Give the number of lines below that contain "common", with no other output.

+ + + +

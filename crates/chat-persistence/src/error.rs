//! Errores de persistencia.
//! Mapea errores de Diesel / conexión a variantes semánticas, y de ahí a la
//! taxonomía del motor (`EngineError`) al cruzar el límite del core.

use diesel::result::{DatabaseErrorKind, Error as DieselError};
use thiserror::Error;

use chat_core::errors::EngineError;

#[derive(Debug, Error)]
pub enum PersistenceError {
    #[error("unique violation: {0}")]
    UniqueViolation(String),
    #[error("check violation: {0}")]
    CheckViolation(String),
    #[error("foreign key violation: {0}")]
    ForeignKeyViolation(String),
    #[error("not found")]
    NotFound,
    #[error("serialization conflict (retryable)")]
    SerializationConflict,
    #[error("transient IO / connection pool error: {0}")]
    TransientIo(String),
    #[error("unknown database error: {0}")]
    Unknown(String),
}

impl From<DieselError> for PersistenceError {
    fn from(err: DieselError) -> Self {
        match err {
            DieselError::NotFound => Self::NotFound,
            DieselError::DatabaseError(kind, info) => match kind {
                DatabaseErrorKind::UniqueViolation => Self::UniqueViolation(info.message().to_string()),
                DatabaseErrorKind::CheckViolation => Self::CheckViolation(info.message().to_string()),
                DatabaseErrorKind::ForeignKeyViolation => Self::ForeignKeyViolation(info.message().to_string()),
                DatabaseErrorKind::SerializationFailure => Self::SerializationConflict,
                other => Self::Unknown(format!("db error kind {:?}: {}", other, info.message())),
            },
            DieselError::DeserializationError(e) => Self::Unknown(format!("deser: {e}")),
            DieselError::SerializationError(e) => Self::Unknown(format!("ser: {e}")),
            DieselError::BrokenTransactionManager => Self::TransientIo("broken transaction manager".into()),
            other => Self::Unknown(format!("unhandled diesel error: {other:?}")),
        }
    }
}

/// Mapeo hacia la taxonomía semántica del motor: violaciones de integridad
/// se reportan como tal, conflictos transitorios como Storage.
impl From<PersistenceError> for EngineError {
    fn from(err: PersistenceError) -> Self {
        match err {
            PersistenceError::NotFound => EngineError::NotFound("row not found".into()),
            PersistenceError::UniqueViolation(m) | PersistenceError::ForeignKeyViolation(m) => {
                EngineError::Integrity(m)
            }
            PersistenceError::CheckViolation(m) => EngineError::Validation(m),
            PersistenceError::SerializationConflict => EngineError::Storage("serialization conflict".into()),
            PersistenceError::TransientIo(m) => EngineError::Storage(m),
            PersistenceError::Unknown(m) => EngineError::Storage(m),
        }
    }
}
//! Tracer: sampling determinista, numeración contigua de pasos, masking de
//! PII en los snapshots de estado y auditoría de lecturas.

mod common;

use chat_core::model::FlowPatch;
use chat_core::runtime::ChatRuntime;
use chat_core::store::{ChatStore, FlowAuthoring, InMemoryStore};
use chat_core::trace::{ExecutionTracer, TraceAccessContext};
use chat_core::{InMemoryLocks, UserInput};
use chat_domain::types::InputKind;
use serde_json::json;

use common::build_linear_flow;

fn tracing_flow(store: &InMemoryStore) -> uuid::Uuid {
    let flow_id = build_linear_flow(store);
    store.update_flow(flow_id,
                      FlowPatch { trace_enabled: Some(true), trace_sample_rate: Some(100), ..Default::default() })
         .unwrap();
    flow_id
}

#[test]
fn sampling_decision_follows_flow_config() {
    let store = InMemoryStore::new();
    let flow_id = build_linear_flow(&store);
    let tracer = ExecutionTracer::default();

    let mut flow = store.flow(flow_id).unwrap();
    flow.trace_enabled = false;
    flow.trace_sample_rate = 100;
    assert!(!tracer.should_trace(&flow, "any-token"), "disabled flow never traces");

    flow.trace_enabled = true;
    assert!(tracer.should_trace(&flow, "any-token"), "rate 100 always traces");

    flow.trace_sample_rate = 0;
    assert!(!tracer.should_trace(&flow, "any-token"), "rate 0 never traces");

    // Con rate parcial la decisión es determinista por token
    flow.trace_sample_rate = 50;
    let decision = tracer.should_trace(&flow, "stable-token");
    for _ in 0..10 {
        assert_eq!(tracer.should_trace(&flow, "stable-token"), decision);
    }
}

#[test]
fn traced_session_records_contiguous_steps() {
    let store = InMemoryStore::new();
    let flow_id = tracing_flow(&store);
    let runtime = ChatRuntime::new(store, InMemoryLocks::new());

    let outcome = runtime.start_session(flow_id, None, None).unwrap();
    let token = outcome.session().session_token.clone();
    runtime.interact(&token, UserInput { value: "Ada".into(), input_type: InputKind::Text }).unwrap();

    let session = runtime.store().session_by_token(&token).unwrap().unwrap();
    assert!(session.trace_enabled);
    let steps = runtime.store().session_steps(session.id).unwrap();
    assert!(!steps.is_empty());
    // numeración contigua desde 1
    for (index, step) in steps.iter().enumerate() {
        assert_eq!(step.step_number, index as i32 + 1);
    }
    // cada clase de nodo dejó sus detalles tipados
    let kinds: Vec<&str> = steps.iter().map(|s| s.node_type.as_str()).collect();
    assert!(kinds.contains(&"start"));
    assert!(kinds.contains(&"question"));
    assert!(kinds.contains(&"action"));
}

#[test]
fn state_snapshots_are_pii_masked() {
    let store = InMemoryStore::new();
    let flow_id = tracing_flow(&store);
    let runtime = ChatRuntime::new(store, InMemoryLocks::new());

    let outcome = runtime.start_session(flow_id, None, Some(json!({"email": "kid@school.org"}))).unwrap();
    let token = outcome.session().session_token.clone();
    runtime.interact(&token, UserInput { value: "ada@lovelace.org".into(), input_type: InputKind::Text })
           .unwrap();

    let session = runtime.store().session_by_token(&token).unwrap().unwrap();
    let steps = runtime.store().session_steps(session.id).unwrap();
    // ningún snapshot de estado contiene un email en claro
    for step in &steps {
        let before = step.state_before.to_string();
        let after = step.state_after.to_string();
        assert!(!before.contains("kid@school.org"), "state_before leaked: {before}");
        assert!(!after.contains("kid@school.org"), "state_after leaked: {after}");
        assert!(!after.contains("ada@lovelace.org"), "input leaked: {after}");
    }
}

#[test]
fn untraced_sessions_record_nothing() {
    let store = InMemoryStore::new();
    let flow_id = build_linear_flow(&store); // trace_enabled=false
    let runtime = ChatRuntime::new(store, InMemoryLocks::new());

    let outcome = runtime.start_session(flow_id, None, None).unwrap();
    let steps = runtime.store().session_steps(outcome.session().id).unwrap();
    assert!(steps.is_empty());
}

#[test]
fn reading_a_trace_logs_an_audit_row() {
    let store = InMemoryStore::new();
    let flow_id = tracing_flow(&store);
    let runtime = ChatRuntime::new(store, InMemoryLocks::new());

    let outcome = runtime.start_session(flow_id, None, None).unwrap();
    let session_id = outcome.session().id;

    let reader = uuid::Uuid::new_v4();
    let report = runtime.tracer()
                        .get_session_trace(runtime.store(),
                                           session_id,
                                           &TraceAccessContext { accessed_by: Some(reader),
                                                                 ip_address: Some("10.0.0.9".into()),
                                                                 user_agent: Some("tests".into()) })
                        .unwrap();
    assert_eq!(report.total_steps, report.steps.len());

    let audits = runtime.store().audit_rows();
    assert_eq!(audits.len(), 1);
    assert_eq!(audits[0].access_type, "view_trace");
    assert_eq!(audits[0].accessed_by, Some(reader));
    assert_eq!(audits[0].session_id, session_id);
}

#[test]
fn buffered_ingestion_flushes_on_session_end() {
    let store = InMemoryStore::new();
    let flow_id = tracing_flow(&store);
    let runtime = ChatRuntime::new(store, InMemoryLocks::new()).with_tracer(ExecutionTracer::new(true));

    let outcome = runtime.start_session(flow_id, None, None).unwrap();
    let token = outcome.session().session_token.clone();
    let session_id = outcome.session().id;
    // completa la sesión: el buffer debe quedar drenado antes de reportarla
    // terminal
    runtime.interact(&token, UserInput { value: "Ada".into(), input_type: InputKind::Text }).unwrap();

    let steps = runtime.store().session_steps(session_id).unwrap();
    assert!(!steps.is_empty(), "buffered steps must be durable after session end");
    for (index, step) in steps.iter().enumerate() {
        assert_eq!(step.step_number, index as i32 + 1);
    }
}

#[test]
fn flow_session_listing_summarizes_paths_and_errors() {
    let store = InMemoryStore::new();
    let flow_id = tracing_flow(&store);
    let runtime = ChatRuntime::new(store, InMemoryLocks::new());

    let outcome = runtime.start_session(flow_id, None, None).unwrap();
    let token = outcome.session().session_token.clone();
    runtime.interact(&token, UserInput { value: "Ada".into(), input_type: InputKind::Text }).unwrap();

    let summaries = runtime.store()
                           .list_flow_sessions(flow_id, &chat_core::model::SessionFilter::default())
                           .unwrap();
    assert_eq!(summaries.len(), 1);
    let summary = &summaries[0];
    assert!(summary.total_steps > 0);
    assert!(!summary.has_errors);
    assert_eq!(summary.path_summary[0], "start");
}
//! chat-adapters: implementaciones con efectos de los contratos del core.
//!
//! - `http`: ejecutor HTTP saliente (reqwest blocking) para webhooks y
//!   api_call externas, con timeout duro por request.
//! - `internal`: registro de handlers in-process para api_call con
//!   `auth_type=internal`.
//! - `script`: sandbox de scripts por subproceso con deadline.

pub mod http;
pub mod internal;
pub mod script;

pub use http::ReqwestHttpExecutor;
pub use internal::InternalHandlerRegistry;
pub use script::SubprocessScriptExecutor;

+ + + +

◆ Response box
2